The mistral winds picked up early, though the walls of "La CoVe" are relatively protected. Picked off a couple off-track cols, Le Collet and Col du Cayron, but otherwise just tried to beat the rain back. I did not beat the rain back.
We arrived early at Maison Jouvaud to sit in the dimly lit interior and sip a café allongé while the Carpentras Friday market assembled. For a week we'd watched warm breeze melt the snow from the south western slope of Mont Ventoux. Finishing our coffee we collected our bread and set out to fetch supplies for the weekend: cheese, vegetables, preserved lemon olives, terrine. With rain in the forecast, this was the best, and last, chance to take a stab at Mont Ventoux, even knowing the road would be barricaded past Chalet Reynard. The climb is relentless, with few notable curves and nothing describable as a "break" until the outside switchbacks of the steepest sections allow plausible deniability of a zig zag. Past Chalet Reynard, hikers amble along the edge peering down to Provence below. A candy cane striped barricade reads "Route Barre". As we paused to layer up, a cyclist covered head-to-toe rounded the corner, and ducked under the barrier and informed us that the road is clear, and free of ice, but it is very very cold at the summit. Up we go.
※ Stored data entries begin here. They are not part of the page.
//! Swap, transfer and pool-release requests
//!
//! A request moves one assignee slot of an instance from `from_user` to
//! `to_user`. The approval set it needs depends on its kind:
//!
//! - `swap`: the named target must approve, plus an administrator when the
//!   queue requires one.
//! - `transfer`: creating the request is the giver's consent; only the
//!   administrator gate applies.
//! - `pool_release`: published to the queue; the first claim fills
//!   `to_user` and counts as the target's approval.
//!
//! Requests move `pending → approved | rejected | expired` and never leave a
//! resolved state.

use std::fmt;
use std::str::FromStr;

use chrono::{DateTime, Duration, Utc};
use serde::{Deserialize, Serialize};
use uuid::Uuid;

use crate::error::{Error, Result};
use crate::queue::UserId;

// =============================================================================
// Kind / Status
// =============================================================================

#[derive(Debug, Clone, Copy, PartialEq, Eq, Hash, Serialize, Deserialize)]
#[serde(rename_all = "snake_case")]
pub enum SwapKind {
    Swap,
    Transfer,
    PoolRelease,
}

impl SwapKind {
    /// Whether someone other than the requester has to accept the slot
    pub fn needs_target_approval(&self) -> bool {
        matches!(self, SwapKind::Swap | SwapKind::PoolRelease)
    }
}

impl fmt::Display for SwapKind {
    fn fmt(&self, f: &mut fmt::Formatter<'_>) -> fmt::Result {
        match self {
            SwapKind::Swap => write!(f, "swap"),
            SwapKind::Transfer => write!(f, "transfer"),
            SwapKind::PoolRelease => write!(f, "pool_release"),
        }
    }
}

impl FromStr for SwapKind {
    type Err = Error;

    fn from_str(s: &str) -> Result<Self> {
        match s.to_lowercase().replace('-', "_").as_str() {
            "swap" => Ok(SwapKind::Swap),
            "transfer" => Ok(SwapKind::Transfer),
            "pool" | "pool_release" | "release" => Ok(SwapKind::PoolRelease),
            _ => Err(Error::Validation(format!(
                "Invalid request kind '{}'. Expected: swap, transfer, pool",
                s
            ))),
        }
    }
}

#[derive(Debug, Clone, Copy, PartialEq, Eq, Hash, Serialize, Deserialize)]
#[serde(rename_all = "snake_case")]
pub enum SwapStatus {
    Pending,
    Approved,
    Rejected,
    Expired,
}

impl SwapStatus {
    pub fn is_resolved(&self) -> bool {
        !matches!(self, SwapStatus::Pending)
    }
}

impl fmt::Display for SwapStatus {
    fn fmt(&self, f: &mut fmt::Formatter<'_>) -> fmt::Result {
        match self {
            SwapStatus::Pending => write!(f, "pending"),
            SwapStatus::Approved => write!(f, "approved"),
            SwapStatus::Rejected => write!(f, "rejected"),
            SwapStatus::Expired => write!(f, "expired"),
        }
    }
}

impl FromStr for SwapStatus {
    type Err = Error;

    fn from_str(s: &str) -> Result<Self> {
        match s.to_lowercase().as_str() {
            "pending" => Ok(SwapStatus::Pending),
            "approved" => Ok(SwapStatus::Approved),
            "rejected" => Ok(SwapStatus::Rejected),
            "expired" => Ok(SwapStatus::Expired),
            _ => Err(Error::Validation(format!(
                "Invalid request status '{}'. Expected: pending, approved, rejected, expired",
                s
            ))),
        }
    }
}

// =============================================================================
// Request
// =============================================================================

#[derive(Debug, Clone, PartialEq, Eq, Serialize, Deserialize)]
pub struct Approval {
    pub by: UserId,
    pub at: DateTime<Utc>,
}

#[derive(Debug, Clone, Serialize, Deserialize)]
pub struct SwapRequest {
    pub id: Uuid,
    pub instance_id: Uuid,
    pub kind: SwapKind,
    pub from_user: UserId,
    #[serde(default, skip_serializing_if = "Option::is_none")]
    pub to_user: Option<UserId>,
    #[serde(default, skip_serializing_if = "Option::is_none")]
    pub reason: Option<String>,
    /// Snapshot of the queue policy when the request was created
    pub requires_admin: bool,
    #[serde(default, skip_serializing_if = "Option::is_none")]
    pub target_approval: Option<Approval>,
    #[serde(default, skip_serializing_if = "Option::is_none")]
    pub admin_approval: Option<Approval>,
    #[serde(default)]
    pub is_public: bool,
    #[serde(default, skip_serializing_if = "Option::is_none")]
    pub published_at: Option<DateTime<Utc>>,
    #[serde(default, skip_serializing_if = "Option::is_none")]
    pub expires_at: Option<DateTime<Utc>>,
    /// How many times this slot has been put back in the pool
    #[serde(default)]
    pub republish_count: u32,
    pub status: SwapStatus,
    pub created_at: DateTime<Utc>,
    #[serde(default, skip_serializing_if = "Option::is_none")]
    pub resolved_at: Option<DateTime<Utc>>,
    #[serde(default, skip_serializing_if = "Option::is_none")]
    pub resolved_by: Option<UserId>,
    #[serde(default, skip_serializing_if = "Option::is_none")]
    pub resolution_note: Option<String>,
}

impl SwapRequest {
    pub fn builder(instance_id: Uuid, kind: SwapKind, from_user: impl Into<UserId>) -> SwapRequestBuilder {
        SwapRequestBuilder::new(instance_id, kind, from_user)
    }

    pub fn is_pending(&self) -> bool {
        self.status == SwapStatus::Pending
    }

    /// Open pool release that nobody has claimed yet
    pub fn is_claimable(&self, now: DateTime<Utc>) -> bool {
        self.kind == SwapKind::PoolRelease
            && self.is_pending()
            && self.is_public
            && self.to_user.is_none()
            && !self.is_due(now)
    }

    fn is_due(&self, now: DateTime<Utc>) -> bool {
        self.expires_at.is_some_and(|expires| expires <= now)
    }

    /// True once every approval this request needs has been given.
    pub fn can_approve(&self) -> bool {
        let target_ok = !self.kind.needs_target_approval()
            || (self.to_user.is_some() && self.target_approval.is_some());
        let admin_ok = !self.requires_admin || self.admin_approval.is_some();
        self.is_pending() && target_ok && admin_ok
    }

    /// `State` error for anything already resolved
    pub fn ensure_pending(&self) -> Result<()> {
        match self.status {
            SwapStatus::Pending => Ok(()),
            SwapStatus::Expired => Err(Error::State(format!(
                "request {} has expired",
                self.id
            ))),
            other => Err(Error::State(format!(
                "request {} is already {}",
                self.id, other
            ))),
        }
    }

    pub fn approve_as_target(&mut self, actor: &str, now: DateTime<Utc>) -> Result<()> {
        self.ensure_pending()?;
        if self.to_user.as_deref() != Some(actor) {
            return Err(Error::Authorization(format!(
                "{} is not the target of request {}",
                actor, self.id
            )));
        }
        if self.target_approval.is_some() {
            return Err(Error::Conflict(format!(
                "request {} was already approved by {}",
                self.id, actor
            )));
        }
        self.target_approval = Some(Approval {
            by: actor.to_string(),
            at: now,
        });
        Ok(())
    }

    pub fn approve_as_admin(&mut self, actor: &str, now: DateTime<Utc>) -> Result<()> {
        self.ensure_pending()?;
        if !self.requires_admin {
            return Err(Error::State(format!(
                "request {} does not need administrator approval",
                self.id
            )));
        }
        if self.kind == SwapKind::PoolRelease && self.to_user.is_none() {
            return Err(Error::State(format!(
                "request {} has no claimant to confirm yet",
                self.id
            )));
        }
        if self.admin_approval.is_some() {
            return Err(Error::Conflict(format!(
                "request {} already has administrator approval",
                self.id
            )));
        }
        self.admin_approval = Some(Approval {
            by: actor.to_string(),
            at: now,
        });
        Ok(())
    }

    /// First-claim-wins on an open pool release.
    pub fn claim(&mut self, user: &str, now: DateTime<Utc>) -> Result<()> {
        if self.kind != SwapKind::PoolRelease {
            return Err(Error::Validation(format!(
                "request {} is a {}, not a pool release",
                self.id, self.kind
            )));
        }
        if self.from_user == user {
            return Err(Error::Validation(
                "cannot claim your own pool release".to_string(),
            ));
        }
        if !self.is_claimable(now) {
            return Err(Error::Conflict(format!(
                "pool release {} is no longer available",
                self.id
            )));
        }
        self.to_user = Some(user.to_string());
        self.target_approval = Some(Approval {
            by: user.to_string(),
            at: now,
        });
        self.is_public = false;
        Ok(())
    }

    pub(crate) fn mark_approved(&mut self, actor: &str, now: DateTime<Utc>) -> Result<()> {
        if !self.can_approve() {
            return Err(Error::State(format!(
                "request {} is missing required approvals",
                self.id
            )));
        }
        self.resolve(SwapStatus::Approved, actor, None, now);
        Ok(())
    }

    pub fn reject(&mut self, actor: &str, reason: Option<String>, now: DateTime<Utc>) -> Result<()> {
        self.ensure_pending()?;
        self.resolve(SwapStatus::Rejected, actor, reason, now);
        Ok(())
    }

    /// Expire an unclaimed pool release whose horizon has passed.
    pub fn expire_if_due(&mut self, now: DateTime<Utc>) -> bool {
        if self.kind != SwapKind::PoolRelease
            || !self.is_pending()
            || self.to_user.is_some()
            || !self.is_due(now)
        {
            return false;
        }
        self.is_public = false;
        self.resolve(SwapStatus::Expired, "system", None, now);
        true
    }

    /// Fresh pool release for the same slot, counting against the budget.
    pub fn republish(&self, horizon: Duration, now: DateTime<Utc>) -> SwapRequest {
        SwapRequest {
            id: Uuid::new_v4(),
            instance_id: self.instance_id,
            kind: SwapKind::PoolRelease,
            from_user: self.from_user.clone(),
            to_user: None,
            reason: self.reason.clone(),
            requires_admin: self.requires_admin,
            target_approval: None,
            admin_approval: None,
            is_public: true,
            published_at: Some(now),
            expires_at: Some(now + horizon),
            republish_count: self.republish_count + 1,
            status: SwapStatus::Pending,
            created_at: now,
            resolved_at: None,
            resolved_by: None,
            resolution_note: None,
        }
    }

    fn resolve(&mut self, status: SwapStatus, actor: &str, note: Option<String>, now: DateTime<Utc>) {
        self.status = status;
        self.resolved_at = Some(now);
        self.resolved_by = Some(actor.to_string());
        self.resolution_note = note.filter(|n| !n.trim().is_empty());
    }
}

// =============================================================================
// Builder
// =============================================================================

pub struct SwapRequestBuilder {
    instance_id: Uuid,
    kind: SwapKind,
    from_user: UserId,
    to_user: Option<UserId>,
    reason: Option<String>,
    requires_admin: bool,
    pool_horizon: Duration,
}

impl SwapRequestBuilder {
    pub fn new(instance_id: Uuid, kind: SwapKind, from_user: impl Into<UserId>) -> Self {
        Self {
            instance_id,
            kind,
            from_user: from_user.into(),
            to_user: None,
            reason: None,
            requires_admin: false,
            pool_horizon: Duration::hours(48),
        }
    }

    pub fn to_user(mut self, user: impl Into<UserId>) -> Self {
        self.to_user = Some(user.into());
        self
    }

    pub fn reason(mut self, reason: impl Into<String>) -> Self {
        self.reason = Some(reason.into());
        self
    }

    pub fn requires_admin(mut self, required: bool) -> Self {
        self.requires_admin = required;
        self
    }

    pub fn pool_horizon(mut self, horizon: Duration) -> Self {
        self.pool_horizon = horizon;
        self
    }

    pub fn build(self) -> Result<SwapRequest> {
        match (self.kind, self.to_user.as_deref()) {
            (SwapKind::Swap | SwapKind::Transfer, None) => {
                return Err(Error::Validation(format!(
                    "a {} needs a target user",
                    self.kind
                )));
            }
            (SwapKind::Swap | SwapKind::Transfer, Some(to)) if to == self.from_user => {
                return Err(Error::Validation(
                    "cannot hand a slot to yourself".to_string(),
                ));
            }
            (SwapKind::PoolRelease, Some(_)) => {
                return Err(Error::Validation(
                    "a pool release is open to the queue and takes no target".to_string(),
                ));
            }
            _ => {}
        }
        if self.kind == SwapKind::PoolRelease && self.pool_horizon <= Duration::zero() {
            return Err(Error::Validation(
                "pool horizon must be positive".to_string(),
            ));
        }

        let now = Utc::now();
        let pool = self.kind == SwapKind::PoolRelease;
        Ok(SwapRequest {
            id: Uuid::new_v4(),
            instance_id: self.instance_id,
            kind: self.kind,
            from_user: self.from_user,
            to_user: self.to_user,
            reason: self.reason.filter(|r| !r.trim().is_empty()),
            requires_admin: self.requires_admin,
            target_approval: None,
            admin_approval: None,
            is_public: pool,
            published_at: pool.then_some(now),
            expires_at: pool.then(|| now + self.pool_horizon),
            republish_count: 0,
            status: SwapStatus::Pending,
            created_at: now,
            resolved_at: None,
            resolved_by: None,
            resolution_note: None,
        })
    }
}

// =============================================================================
// Duration Parsing
// =============================================================================

/// Parse a duration string like "48h", "30m", "3d"
pub fn parse_duration(s: &str) -> Result<Duration> {
    let s = s.trim();

    if s.is_empty() {
        return Err(Error::Validation("Duration cannot be empty".to_string()));
    }

    let (num_str, unit) = match s.find(|c: char| !c.is_ascii_digit()) {
        Some(pos) => (&s[..pos], &s[pos..]),
        // bare numbers are hours
        None => (s, "h"),
    };

    let num: i64 = num_str
        .parse()
        .map_err(|_| Error::Validation(format!("Invalid duration number: '{}'", num_str)))?;

    let duration = match unit.trim().to_lowercase().as_str() {
        "s" | "sec" | "second" | "seconds" => Duration::seconds(num),
        "m" | "min" | "minute" | "minutes" => Duration::minutes(num),
        "h" | "hr" | "hour" | "hours" => Duration::hours(num),
        "d" | "day" | "days" => Duration::days(num),
        "w" | "week" | "weeks" => Duration::weeks(num),
        _ => {
            return Err(Error::Validation(format!(
                "Invalid duration unit '{}'. Expected: s, m, h, d, w",
                unit
            )));
        }
    };

    Ok(duration)
}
It’s hard to avoid Ventoux. The snow cap and observatory loom around each corner and tower over every gorge. This ride was something of a mission to claim mountain passes. Eleven in all, eight novel, one passed twice, using unique roads.
Something to get done in Bedòin derailed previous plans, but still got in a ride past La Roque Alric, a tiny village built into the side of a rocky outcrop like a stony island in the sky.
I can not reason why we waited so long to ride this route. I suppose for the best weather day? 70F+ in the gorge most of the day with a cool breeze. The landscape is typically Provence in places, and dense forest in others. A short section of road was being navigated by several large trains of caterpillars The entirety of the gorge is largely traffic free, owing to the the narrow roads and the holes bored through the rock bearing signs shooing away vehicles exceeding 2.7 meters.
These two minor cols wrap up my Cent Cols, or one hundred unique mountain passes. A few days ago I ran my relevant ride history through the Cent Cols tracker (https://www.centcols.org/membres/cols/tracecols.php), which returned ninety eight of one hundred. I'd been under the weather lately, but wanted to finish that off, so we found the two closest, both unfortunately unsigned, and rode them. Stats breakdown - 41 new cols since January 1 2025 - 21 ridden on the 2024 tour - 7 during the Colorado High Country 1000k pre-ride - 17 leading up to PBP 2023 - 14 others across other random rides - 21 over 2000 meters, 17 of those in Colorado. It helps when most rides start at nearly that.
There’s a road rally this weekend and the hills are a buzz with the burble of race cars. I need to sort out which roads will be closed and route around them. Several new cols and a view of Mont Ventoux. Col de la Madeleine was unsigned, some maps also have Col des Astauds and Col des Gainons on the return to Malaucène.
Into the hills north of Caromb. Through vineyards and villages. Past a fluffy white cat annoyed that I interrupted their mouse murder time. Clouds played ball, even a bit of sun shown through.
Not a day for dirt lanes or twisty mountain switchbacks. Knowing the weather forecast, I wasn’t totally sure we’d be riding at all. The randonneur’s paradox at work. After rendezvousing with Jenn in Aix, we still need to make it to Carpentras. A “sleepy little agricultural village”, Carpentras serves as home until the end of March. The streets out of Aix were wet from the over night rain, and a drizzle set in almost as soon as we departed. Aix is more of a Saturday night city than a Sunday morning one, so while the grades out of town were steep, the roads were quiet all the way to Carpentras. Though that drizzle accompanied us most of the way
Intending to watch the morning mist rise over the hills, I plopped down with a bad coffee outside the Cafe de la Poste in Robion. Instead I arrived just in time for the morning dew to settle, wetting everything within reach. Tracing a quiet route along the base of the mountains and up the canyon I reached Col du Pointu, greeted by a frigid wind. Despite every attempt to divert in search of the morning’s shelter, it would vex me the remainder of the day. Jenn had mentioned traffic into Aix was unpleasant, so I did my best to choose small roads, double tracks and, as I approached the city, neighborhoods. Coming across a wide, smooth, quiet road through the hills outside town I passed one, another and a third cycling peloton, all with team car in tow. A yellow sign indicated this road would be used for a race tomorrow.